Hall finds Reynolds and her songs “really odd but that was the attraction. A Mary Whitehouse figure playing the guitar with those words coming out of her mouth”.

The rousing Jerry McCain song My Next Door Neighbour highlights the fact that protest starts at home, suggests Hall.

“First you mind what your neighbours are up to and then feelings grow and take different shapes,” he says.

Panter sees it like this: “There’s the macro and the micro. Of course there are racial issues but if your neighbour is pissing you off, well . . . ”

Over the past month, The Specials have been peppering their live set with their strident covers, bringing a fresh dimension to their reliably vibrant shows.
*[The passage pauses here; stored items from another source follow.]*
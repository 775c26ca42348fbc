use serde::{Deserialize, Serialize};

use crate::clock::GameDate;
use crate::error::SimResult;

/// Configuration for a simulation run.
#[derive(Debug, Clone, PartialEq, Serialize, Deserialize)]
#[serde(default)]
pub struct SimConfig {
    /// RNG seed for deterministic spawning and growth.
    pub seed: u64,
    /// Real milliseconds per ten in-game minutes.
    pub ms_per_ten_minutes: u32,
    /// Milliseconds simulated by one frame.
    pub frame_ms: u32,
    /// The date the simulation starts on.
    pub start_date: GameDate,
    /// Maximum event log size (oldest events dropped when exceeded). 0 = unlimited.
    pub max_events: usize,
    /// Monsters walk through other monsters.
    pub monsters_pass_through: bool,
    /// Upper bound on scripted steps run in a single frame.
    pub max_script_steps_per_frame: usize,
}

impl Default for SimConfig {
    fn default() -> Self {
        Self {
            seed: 42,
            ms_per_ten_minutes: 7_000,
            frame_ms: 16,
            start_date: GameDate::default(),
            max_events: 0,
            monsters_pass_through: true,
            max_script_steps_per_frame: 8,
        }
    }
}

impl SimConfig {
    /// Parse from JSON; missing fields take defaults.
    pub fn from_json_str(json: &str) -> SimResult<Self> {
        Ok(serde_json::from_str(json)?)
    }

    /// Set the RNG seed.
    pub fn with_seed(mut self, seed: u64) -> Self {
        self.seed = seed;
        self
    }

    /// Set real milliseconds per ten game minutes.
    pub fn with_ms_per_ten_minutes(mut self, ms: u32) -> Self {
        self.ms_per_ten_minutes = ms;
        self
    }

    /// Set milliseconds simulated per frame.
    pub fn with_frame_ms(mut self, ms: u32) -> Self {
        self.frame_ms = ms;
        self
    }

    /// Set the first simulated date.
    pub fn with_start_date(mut self, date: GameDate) -> Self {
        self.start_date = date;
        self
    }

    /// Set the maximum event log size (0 = unlimited).
    pub fn with_max_events(mut self, max: usize) -> Self {
        self.max_events = max;
        self
    }

    /// Let monsters walk through one another.
    pub fn with_monsters_pass_through(mut self, pass: bool) -> Self {
        self.monsters_pass_through = pass;
        self
    }

    /// Cap script steps run in one frame.
    pub fn with_max_script_steps_per_frame(mut self, steps: usize) -> Self {
        self.max_script_steps_per_frame = steps;
        self
    }
}
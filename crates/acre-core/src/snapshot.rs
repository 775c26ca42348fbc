use chrono::{DateTime, Utc};
use serde::{Deserialize, Serialize};

use crate::actor::{Character, FarmAnimal, Farmer};
use crate::building::Building;
use crate::error::CoreResult;
use crate::furniture::Furniture;
use crate::geometry::TilePos;
use crate::grid::Grid;
use crate::location::Location;
use crate::object::PlacedObject;
use crate::occupant::OccupantId;
use crate::rules::LocationRules;
use crate::terrain::{LargeTerrainFeature, ResourceClump, TerrainFeature};
use crate::transient::{Bridge, EventState, Fixture};

/// A terrain feature and the tile it is keyed by.
#[derive(Debug, Clone, PartialEq, Eq, Serialize, Deserialize)]
pub struct TerrainEntry {
    /// Key tile.
    pub tile: TilePos,
    /// The feature.
    pub feature: TerrainFeature,
}

/// Snapshot of a building's interior.
#[derive(Debug, Serialize, Deserialize)]
pub struct InteriorSnapshot {
    /// Building owning the interior.
    pub building: OccupantId,
    /// Interior state.
    pub location: LocationSnapshot,
    /// Size of the interior map, used when no asset can be loaded.
    #[serde(default)]
    pub map_size: (u32, u32),
}

/// Opaque persistent state of a location: every entity collection and the
/// applied patch keys.
///
/// The grid is not included; it is reloaded from the map asset and patches
/// are re-applied by whoever owns the keys. Transient occupants (critters,
/// debris, projectiles, sprites) are not saved.
#[derive(Debug, Default, Serialize, Deserialize)]
#[serde(default)]
pub struct LocationSnapshot {
    /// Location name.
    pub name: String,
    /// Capture time.
    pub taken_at: DateTime<Utc>,
    /// Map asset to reload from.
    pub map_asset: Option<String>,
    /// Tuning.
    pub rules: LocationRules,
    /// Applied patch keys.
    pub applied_patches: Vec<String>,
    /// Placed objects.
    pub objects: Vec<PlacedObject>,
    /// Tile-keyed terrain features.
    pub terrain_features: Vec<TerrainEntry>,
    /// Bushes.
    pub large_terrain_features: Vec<LargeTerrainFeature>,
    /// Stumps, boulders and logs.
    pub resource_clumps: Vec<ResourceClump>,
    /// Furniture.
    pub furniture: Vec<Furniture>,
    /// Buildings, without interiors.
    pub buildings: Vec<Building>,
    /// Building interiors.
    pub interiors: Vec<InteriorSnapshot>,
    /// Villagers and monsters.
    pub characters: Vec<Character>,
    /// Farmers.
    pub farmers: Vec<Farmer>,
    /// Farm animals.
    pub animals: Vec<FarmAnimal>,
    /// Fixtures.
    pub fixtures: Vec<Fixture>,
    /// Bridges.
    pub bridges: Vec<Bridge>,
    /// Festival and script flags.
    pub event_state: EventState,
}

impl LocationSnapshot {
    /// Capture the persistent state of a location and its interiors.
    pub fn capture(location: &Location) -> Self {
        let interiors = location
            .buildings()
            .iter()
            .filter_map(|b| {
                b.interior().map(|inside| InteriorSnapshot {
                    building: b.id,
                    location: Self::capture(inside),
                    map_size: (inside.grid().width(), inside.grid().height()),
                })
            })
            .collect();
        Self {
            name: location.name().to_string(),
            taken_at: Utc::now(),
            map_asset: location.map_asset().map(str::to_string),
            rules: location.rules.clone(),
            applied_patches: location.applied_patches().map(str::to_string).collect(),
            objects: location.objects().values().cloned().collect(),
            terrain_features: location
                .terrain_features()
                .iter()
                .map(|(tile, feature)| TerrainEntry {
                    tile,
                    feature: feature.clone(),
                })
                .collect(),
            large_terrain_features: location.large_terrain_features().to_vec(),
            resource_clumps: location.resource_clumps().to_vec(),
            furniture: location.furniture().iter().cloned().collect(),
            buildings: location.buildings().iter().map(Building::shell).collect(),
            interiors,
            characters: location.characters().to_vec(),
            farmers: location.farmers().to_vec(),
            animals: location.animals().to_vec(),
            fixtures: location.fixtures().to_vec(),
            bridges: location.bridges().to_vec(),
            event_state: location.event_state.clone(),
        }
    }

    /// Serialize as pretty JSON.
    pub fn to_json(&self) -> CoreResult<String> {
        Ok(serde_json::to_string_pretty(self)?)
    }

    /// Parse from JSON.
    pub fn from_json_str(json: &str) -> CoreResult<Self> {
        Ok(serde_json::from_str(json)?)
    }

    /// Rebuild a location on top of `grid`, going through the normal add
    /// hooks. Lifecycle events from the rebuild are discarded.
    ///
    /// Interiors get blank grids of their recorded size. An interior with a
    /// map asset is marked dirty so the next current pass reloads it; one
    /// without keeps no patch keys, since its patched tiles are gone.
    pub fn restore(self, grid: Grid) -> Location {
        let mut location = Location::new(self.name, grid).with_rules(self.rules);
        if let Some(asset) = self.map_asset {
            location = location.with_map_asset(asset);
        }
        location.applied_patches.extend(self.applied_patches);
        location.event_state = self.event_state;

        let mut interiors = self.interiors;
        for object in self.objects {
            location.add_object(object);
        }
        for entry in self.terrain_features {
            location.add_terrain_feature(entry.tile, entry.feature);
        }
        for feature in self.large_terrain_features {
            location.add_large_terrain_feature(feature);
        }
        for clump in self.resource_clumps {
            location.add_resource_clump(clump);
        }
        for furniture in self.furniture {
            location.add_furniture(furniture);
        }
        for mut building in self.buildings {
            if let Some(idx) = interiors.iter().position(|i| i.building == building.id) {
                let inside = interiors.swap_remove(idx);
                let (w, h) = inside.map_size;
                building = building.with_interior(inside.location.restore_placeholder(w, h));
            }
            location.add_building(building);
        }
        for character in self.characters {
            location.add_character(character);
        }
        for farmer in self.farmers {
            location.add_farmer(farmer);
        }
        for animal in self.animals {
            location.add_animal(animal);
        }
        for fixture in self.fixtures {
            location.add_fixture(fixture);
        }
        for bridge in self.bridges {
            location.add_bridge(bridge);
        }
        location.drain_events();
        location
    }

    fn restore_placeholder(self, width: u32, height: u32) -> Location {
        let mut location = self.restore(Grid::new(width, height));
        if location.map_asset().is_some() {
            location.mark_map_dirty();
        } else {
            location.applied_patches.clear();
        }
        location
    }
}
use serde::{Deserialize, Serialize};

use crate::calendar::Season;
use crate::geometry::{PixelRect, TilePos};
use crate::occupant::OccupantId;
use crate::terrain::{DayConditions, HoeDirt};

/// Days a spawned forage item lingers before it rots away overnight.
pub const FORAGE_LIFETIME_DAYS: u32 = 7;

/// What a placed object is.
#[derive(Debug, Clone, PartialEq, Eq, Serialize, Deserialize)]
#[serde(tag = "type", rename_all = "snake_case")]
pub enum ObjectKind {
    /// Any other item. Passability is authored.
    Generic {
        /// Walkers may step onto it.
        #[serde(default)]
        passable: bool,
    },
    /// Wild forage spawned by the day pass.
    Forage,
    /// Debris stone.
    Stone,
    /// Debris weed.
    Weed,
    /// Debris twig.
    Twig,
    /// Storage container.
    Chest {
        /// Stored item names.
        #[serde(default)]
        items: Vec<String>,
    },
    /// Impassable fence post.
    Fence,
    /// Light source.
    Torch,
    /// Processing machine counting down to its output.
    Machine {
        /// Game minutes left.
        #[serde(default)]
        minutes_until_ready: u32,
    },
    /// A pot holding its own tilled soil.
    GardenPot {
        /// Soil inside the pot.
        #[serde(default)]
        dirt: HoeDirt,
    },
    /// Waters the surrounding tiles each morning.
    Sprinkler {
        /// Reach in tiles.
        radius: i32,
    },
    /// Lit explosive.
    Bomb {
        /// Milliseconds left before it goes off.
        fuse_ms: u32,
        /// Blast radius in tiles.
        radius: i32,
    },
}

/// Result of a per-frame object update.
#[derive(Debug, Clone, Copy, PartialEq, Eq)]
pub enum ObjectTick {
    /// Nothing happened.
    Idle,
    /// The object is done and must leave the collection.
    Remove,
    /// The object went off; everything within `radius` tiles is cleared.
    Explode {
        /// Blast radius in tiles.
        radius: i32,
    },
}

/// An item sitting on exactly one tile.
#[derive(Debug, Clone, PartialEq, Eq, Serialize, Deserialize)]
pub struct PlacedObject {
    /// Stable identity.
    #[serde(default)]
    pub id: OccupantId,
    /// Item name, also the dropped item on harvest.
    pub name: String,
    /// Behavior variant.
    pub kind: ObjectKind,
    /// Tile key in the owning collection, kept in sync by the location.
    #[serde(default)]
    pub tile: TilePos,
    /// Whole days since placement.
    #[serde(default)]
    pub days_placed: u32,
    /// Name of the owning location, set when added.
    #[serde(skip)]
    pub location: Option<String>,
}

impl PlacedObject {
    /// Builds an object with a fresh id.
    pub fn new(name: impl Into<String>, kind: ObjectKind, tile: TilePos) -> Self {
        Self {
            id: OccupantId::new(),
            name: name.into(),
            kind,
            tile,
            days_placed: 0,
            location: None,
        }
    }

    /// A generic impassable item.
    pub fn solid(name: impl Into<String>, tile: TilePos) -> Self {
        Self::new(name, ObjectKind::Generic { passable: false }, tile)
    }

    /// A forage item.
    pub fn forage(name: impl Into<String>, tile: TilePos) -> Self {
        Self::new(name, ObjectKind::Forage, tile)
    }

    /// The single tile it covers, in pixels.
    pub fn bounding_box(&self) -> PixelRect {
        self.tile.pixel_rect()
    }

    /// Whether walkers ignore it.
    pub fn is_passable(&self) -> bool {
        matches!(self.kind, ObjectKind::Generic { passable: true })
    }

    /// Whether this is wild forage.
    pub fn is_forage(&self) -> bool {
        matches!(self.kind, ObjectKind::Forage)
    }

    /// Light radius in tiles for light-emitting objects.
    pub fn light_radius(&self) -> Option<u32> {
        match self.kind {
            ObjectKind::Torch => Some(3),
            ObjectKind::Bomb { .. } => Some(1),
            _ => None,
        }
    }

    /// Soil of a garden pot.
    pub fn garden_dirt(&self) -> Option<&HoeDirt> {
        match &self.kind {
            ObjectKind::GardenPot { dirt } => Some(dirt),
            _ => None,
        }
    }

    /// Mutable soil of a garden pot.
    pub fn garden_dirt_mut(&mut self) -> Option<&mut HoeDirt> {
        match &mut self.kind {
            ObjectKind::GardenPot { dirt } => Some(dirt),
            _ => None,
        }
    }

    /// Tiles a sprinkler waters each morning.
    pub fn sprinkler_tiles(&self) -> Vec<TilePos> {
        let ObjectKind::Sprinkler { radius } = self.kind else {
            return Vec::new();
        };
        if radius <= 1 {
            return self.tile.neighbors().to_vec();
        }
        let mut tiles = Vec::new();
        for dy in -radius..=radius {
            for dx in -radius..=radius {
                if dx != 0 || dy != 0 {
                    tiles.push(self.tile.offset(dx, dy));
                }
            }
        }
        tiles
    }

    /// `true` if the object should vanish tonight.
    pub fn destroy_overnight(&self, conditions: &DayConditions) -> bool {
        match self.kind {
            ObjectKind::Forage => self.days_placed >= FORAGE_LIFETIME_DAYS,
            ObjectKind::Weed => conditions.season == Season::Winter && !conditions.ignores_seasons,
            _ => false,
        }
    }

    /// Overnight aging.
    pub fn day_update(&mut self, conditions: &DayConditions) {
        self.days_placed += 1;
        match &mut self.kind {
            ObjectKind::Machine { minutes_until_ready } => *minutes_until_ready = 0,
            ObjectKind::GardenPot { dirt } => {
                let sheltered = DayConditions {
                    ignores_seasons: true,
                    ..*conditions
                };
                dirt.day_update(&sheltered);
            }
            _ => {}
        }
    }

    /// In-game minutes passing while the location is loaded.
    pub fn minutes_elapsed(&mut self, minutes: u32) {
        if let ObjectKind::Machine { minutes_until_ready } = &mut self.kind {
            *minutes_until_ready = minutes_until_ready.saturating_sub(minutes);
        }
    }

    /// Per-frame update while the location is active.
    pub fn update_when_current(&mut self, elapsed_ms: u32) -> ObjectTick {
        match &mut self.kind {
            ObjectKind::Bomb { fuse_ms, radius } => {
                *fuse_ms = fuse_ms.saturating_sub(elapsed_ms);
                if *fuse_ms == 0 {
                    ObjectTick::Explode { radius: *radius }
                } else {
                    ObjectTick::Idle
                }
            }
            _ => ObjectTick::Idle,
        }
    }
}

#[cfg(test)]
mod tests {
    use super::*;

    fn conditions(season: Season) -> DayConditions {
        DayConditions {
            season,
            ignores_seasons: false,
            tree_growth_chance: 0.0,
        }
    }

    #[test]
    fn only_authored_generic_items_are_passable() {
        let tile = TilePos::new(1, 1);
        assert!(PlacedObject::new("rug", ObjectKind::Generic { passable: true }, tile).is_passable());
        assert!(!PlacedObject::solid("crate", tile).is_passable());
        assert!(!PlacedObject::forage("leek", tile).is_passable());
    }

    #[test]
    fn bomb_counts_down_then_explodes() {
        let mut bomb = PlacedObject::new(
            "cherry_bomb",
            ObjectKind::Bomb {
                fuse_ms: 100,
                radius: 2,
            },
            TilePos::new(0, 0),
        );
        assert_eq!(bomb.update_when_current(60), ObjectTick::Idle);
        assert_eq!(bomb.update_when_current(60), ObjectTick::Explode { radius: 2 });
    }

    #[test]
    fn forage_rots_after_lifetime() {
        let mut leek = PlacedObject::forage("leek", TilePos::new(0, 0));
        let spring = conditions(Season::Spring);
        for _ in 0..FORAGE_LIFETIME_DAYS {
            assert!(!leek.destroy_overnight(&spring));
            leek.day_update(&spring);
        }
        assert!(leek.destroy_overnight(&spring));
    }

    #[test]
    fn weeds_die_in_winter() {
        let weed = PlacedObject::new("weeds", ObjectKind::Weed, TilePos::new(0, 0));
        assert!(weed.destroy_overnight(&conditions(Season::Winter)));
        assert!(!weed.destroy_overnight(&conditions(Season::Summer)));
    }

    #[test]
    fn sprinkler_coverage() {
        let tile = TilePos::new(5, 5);
        let basic = PlacedObject::new("sprinkler", ObjectKind::Sprinkler { radius: 1 }, tile);
        assert_eq!(basic.sprinkler_tiles().len(), 4);
        let iridium = PlacedObject::new("iridium_sprinkler", ObjectKind::Sprinkler { radius: 2 }, tile);
        assert_eq!(iridium.sprinkler_tiles().len(), 24);
    }

    #[test]
    fn machine_finishes_with_time_or_overnight() {
        let mut keg = PlacedObject::new(
            "keg",
            ObjectKind::Machine {
                minutes_until_ready: 30,
            },
            TilePos::new(0, 0),
        );
        keg.minutes_elapsed(10);
        assert_eq!(keg.kind, ObjectKind::Machine { minutes_until_ready: 20 });
        keg.day_update(&conditions(Season::Fall));
        assert_eq!(keg.kind, ObjectKind::Machine { minutes_until_ready: 0 });
    }
}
Along with a couple of Encore efforts, this has given a renewed sense of purpose to original members Hall, Golding and Panter.


The latter says: “When we reformed back in 2008, we thought, ‘Right, let’s play in 2009 and see how it goes.’ By 2013, we’d turned into the world’s greatest Specials tribute band because we were only playing old stuff.

“If we wanted to make our own contemporary creative statement, we needed to make our own record.”

Then in 2015 drummer John “Brad” Bradbury died, a huge source of sadness, delaying the recording of Encore until 2018.

Now, with Protest Songs under their belt and hopefully another album of their own songs next, the live set continues to evolve.

Classics such as Ghost Town, Too Much Too Young, A Message To You Rudy, Gangsters and Monkey Man will never go away.

But Hall says: “We’re losing old songs gradually tour by tour. We did Do The Dog from the first album but then lost it. I feel weird singing Little Bitch at 62 so I don’t do that any more.”

And Panter adds: “Some songs were past their sell-by date. They made sense in 1979 but, over 40 years later, they weren’t feeling relevant.”

As for the undeniably pertinent F**k All The Perfect People, he’s glad to report that The Specials have a genuine showstopper on their hands.

“We played it as our first encore and you can actually hear jaws dropping.”